# free, Free, FREEEEE



## Charles (Aug 26, 2010)

I happened to have two extra copies of the book _*Slingshot Shooting*_, by Jack H. Koehler. If you are serious about shooting slingshots, you should have this book. Simply possessing it will not help you ... you have to read it and abosorb it.

So, I thought I would pass along my good fortune to a couple of deserving folk here on the forum. But how do I decide who is deserving??? I could have a contest ... whoever scores the highest in some slingshot endeavor, etc. But those who score the highest need this book the least. So maybe I should have a shooting contest, and whoever scores the lowest gets the book. But there would be so many of us at the bottom, it does not bear thinking about.
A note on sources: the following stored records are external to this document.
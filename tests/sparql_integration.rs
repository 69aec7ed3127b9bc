//! Integration tests for the SPARQL change source against a mock endpoint

use cubesweep::config::SparqlConfig;
use cubesweep::sparql::SparqlClient;

fn sparql_config(endpoint: &str) -> SparqlConfig {
    SparqlConfig {
        endpoint_url: endpoint.to_string(),
        username: None,
        password: None,
    }
}

const RESULTS: &str = r#"{
    "head": {"vars": ["dataset", "lastModified"]},
    "results": {"bindings": [
        {
            "dataset": {"type": "uri", "value": "https://example.org/cube/2"},
            "lastModified": {
                "type": "literal",
                "datatype": "http://www.w3.org/2001/XMLSchema#dateTime",
                "value": "2024-06-10T00:00:00Z"
            }
        },
        {
            "dataset": {"type": "uri", "value": "https://example.org/cube/1"},
            "lastModified": {
                "type": "literal",
                "datatype": "http://www.w3.org/2001/XMLSchema#dateTime",
                "value": "2024-05-01T10:00:00Z"
            }
        }
    ]}
}"#;

#[tokio::test]
async fn test_modified_datasets_parses_rows_in_order() {
    let mut server = mockito::Server::new_async().await;
    let mock = server
        .mock("POST", "/")
        .match_header("accept", "application/sparql-results+json")
        .with_status(200)
        .with_header("content-type", "application/sparql-results+json")
        .with_body(RESULTS)
        .create_async()
        .await;

    let client = SparqlClient::new(&sparql_config(&server.url())).unwrap();
    let changes = client.modified_datasets().await.unwrap();

    mock.assert_async().await;
    assert_eq!(changes.len(), 2);
    assert_eq!(changes[0].dataset, "https://example.org/cube/2");
    assert_eq!(changes[1].dataset, "https://example.org/cube/1");
    assert_eq!(
        changes[1].last_modified.as_ref().unwrap().value,
        "2024-05-01T10:00:00Z"
    );
}

#[tokio::test]
async fn test_endpoint_error_status_is_fatal() {
    let mut server = mockito::Server::new_async().await;
    server
        .mock("POST", "/")
        .with_status(503)
        .with_body("maintenance")
        .create_async()
        .await;

    let client = SparqlClient::new(&sparql_config(&server.url())).unwrap();
    let err = client.modified_datasets().await.unwrap_err();
    assert!(err.to_string().contains("503"));
}

#[tokio::test]
async fn test_malformed_response_is_fatal() {
    let mut server = mockito::Server::new_async().await;
    server
        .mock("POST", "/")
        .with_status(200)
        .with_body("<html>not sparql json</html>")
        .create_async()
        .await;

    let client = SparqlClient::new(&sparql_config(&server.url())).unwrap();
    let err = client.modified_datasets().await.unwrap_err();
    assert!(err.to_string().contains("Malformed"));
}

#[tokio::test]
async fn test_unreachable_endpoint_is_fatal() {
    let client = SparqlClient::new(&sparql_config("http://127.0.0.1:9")).unwrap();
    assert!(client.modified_datasets().await.is_err());
}
//! One reconciliation pass
//!
//! Wires the components in sequence: load checkpoint, query the change source,
//! resolve the purge set, fan out the purge requests, write the checkpoint
//! back. Every resolver decision and every purge outcome is logged so one run
//! leaves a complete audit trail.

use crate::config::Config;
use crate::error::Result;
use crate::purge::{CachePurger, PurgeOutcome};
use crate::resolver::{self, Action, Decision, PurgePhase, ResolveParams};
use crate::sparql::SparqlClient;
use crate::storage::{Checkpoint, CheckpointStore, S3CheckpointStore};
use chrono::{Duration, SecondsFormat, Utc};
use tracing::{debug, error, info, warn};

/// Aggregate result of one pass, used to derive the exit status.
#[derive(Debug, Clone, Copy)]
pub struct SweepSummary {
    /// Distinct cache tags resolved for purging
    pub tags_resolved: usize,
    /// Purge requests issued
    pub purges_attempted: usize,
    /// Purge requests that did not return 200
    pub purges_failed: usize,
}

impl SweepSummary {
    pub fn all_succeeded(&self) -> bool {
        self.purges_failed == 0
    }
}

/// Run one pass: query, diff, purge, checkpoint.
pub async fn run(config: &Config) -> Result<SweepSummary> {
    let started = Utc::now();
    let fallback_previous = config
        .default_previous_date
        .unwrap_or_else(|| started - Duration::hours(24));

    let store: Option<Box<dyn CheckpointStore>> = if config.checkpoint.enabled {
        match S3CheckpointStore::new(&config.checkpoint.s3).await {
            Ok(store) => Some(Box::new(store)),
            Err(e) => {
                warn!("Checkpoint store unavailable, continuing without it: {}", e);
                None
            }
        }
    } else {
        None
    };

    let checkpoint = Checkpoint::load(store.as_deref(), &config.checkpoint, fallback_previous).await;

    let sparql = SparqlClient::new(&config.sparql)?;
    let changes = sparql.modified_datasets().await?;
    info!(
        "Checking {} datasets for modifications after {}",
        changes.len(),
        checkpoint
            .previous_run
            .to_rfc3339_opts(SecondsFormat::Millis, true)
    );

    let resolution = resolver::resolve(
        &changes,
        ResolveParams {
            previous_date: checkpoint.previous_run,
            now: started,
            watch: checkpoint.date_only_watch,
            default_entry_name: &config.cache.default_entry_name,
            support_url_encoded: config.cache.support_url_encoded,
        },
    );
    for decision in &resolution.decisions {
        log_decision(decision);
    }

    info!("Found {} cache entries to clear", resolution.tags.len());
    let purger = CachePurger::new(&config.cache)?;
    let outcomes = purger.purge_all(&resolution.tags).await;
    for outcome in &outcomes {
        log_outcome(outcome);
    }

    if let Some(store) = store.as_deref() {
        let updated = Checkpoint {
            previous_run: started,
            date_only_watch: resolution.watch,
        };
        if let Err(e) = updated.persist(store, &config.checkpoint).await {
            error!("Failed to persist checkpoint: {}", e);
        }
    }

    let purges_failed = outcomes.iter().filter(|o| !o.succeeded()).count();
    if purges_failed > 0 {
        error!("Failed to clear {} cache entries", purges_failed);
    }

    Ok(SweepSummary {
        tags_resolved: resolution.tags.len(),
        purges_attempted: outcomes.len(),
        purges_failed,
    })
}

fn log_decision(decision: &Decision) {
    let dataset = &decision.dataset;
    match &decision.action {
        Action::SkippedMissing => {
            info!("  - {} has no dateModified value, skipping", dataset);
        }
        Action::SkippedNotDateTime { datatype } => {
            info!(
                "  - {} does not have a dateTime value ({}), skipping",
                dataset, datatype
            );
        }
        Action::SkippedUnparseable { value } => {
            warn!(
                "  - {} has an unparseable dateModified value {:?}, skipping",
                dataset, value
            );
        }
        Action::Unchanged { modified } => {
            debug!(
                "  - {} unchanged since previous run (last modified {})",
                dataset, modified
            );
        }
        Action::Purged { modified, phase } => {
            let reason = match phase {
                PurgePhase::Immediate => "modified",
                PurgePhase::DateOnlyEarly => "date-only change, early purge",
                PurgePhase::DateOnlyConfirm => "date-only change, confirmatory purge",
            };
            info!(
                "  - {} was last modified on {} ({})",
                dataset, modified, reason
            );
        }
        Action::Deferred { until } => {
            info!(
                "  - {} is already watched, confirmatory purge due after {}",
                dataset, until
            );
        }
    }
}

fn log_outcome(outcome: &PurgeOutcome) {
    match (&outcome.status, &outcome.error) {
        (Some(status), _) if outcome.succeeded() => {
            info!("  - {} ({}):\n{}", outcome.tag, status, outcome.body);
        }
        (Some(status), _) => {
            error!(
                "  - {} failed ({}):\n{}",
                outcome.tag, status, outcome.body
            );
        }
        (None, Some(e)) => {
            error!("  - {} failed: {}", outcome.tag, e);
        }
        (None, None) => {
            error!("  - {} failed with no response", outcome.tag);
        }
    }
}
Soooo, here is the deal. If you want the book, post your desire here in this thread; you only need to post once. You have until January 5, 2012, to make your post ... that is midnight, Pacific Time, January 5, 2012. After the close of entries, I will put all the entries in a hat and draw out two lucky names; you will just have to trust me to be fair. After I announce the winners, I will ask each to PM me their snail mail address, and I will send the books out free of charge. I do not think I can do any better than that.

Cheers ..... Charles


----------



## Rockhucker (Sep 1, 2011)

I would love to own that book


----------



## Knoll (Nov 10, 2011)

What a wonderful offer, Charles!
It would be great to own a copy of this book. Consider me "IN".


----------



## mckee (Oct 28, 2010)

very generous of you charles count me in please


----------



## valleyshifter (Dec 9, 2011)

Hey Charles sounds great! Would help me where im just starting out! Count me in. Cheers! Dan.


----------



## MeatMechanic (Nov 13, 2011)

Find another copy and I would love to trade one of my homemade nats for it , ok throw my name in the hat ! LOL MM


----------



## zhop (Dec 6, 2011)

Im in charles! that would help me so much.


----------



## nutthrower (Dec 18, 2011)

OK, being so new to the site I don't feel deserving of such an honorable offer - KISS....KISS....KISSS..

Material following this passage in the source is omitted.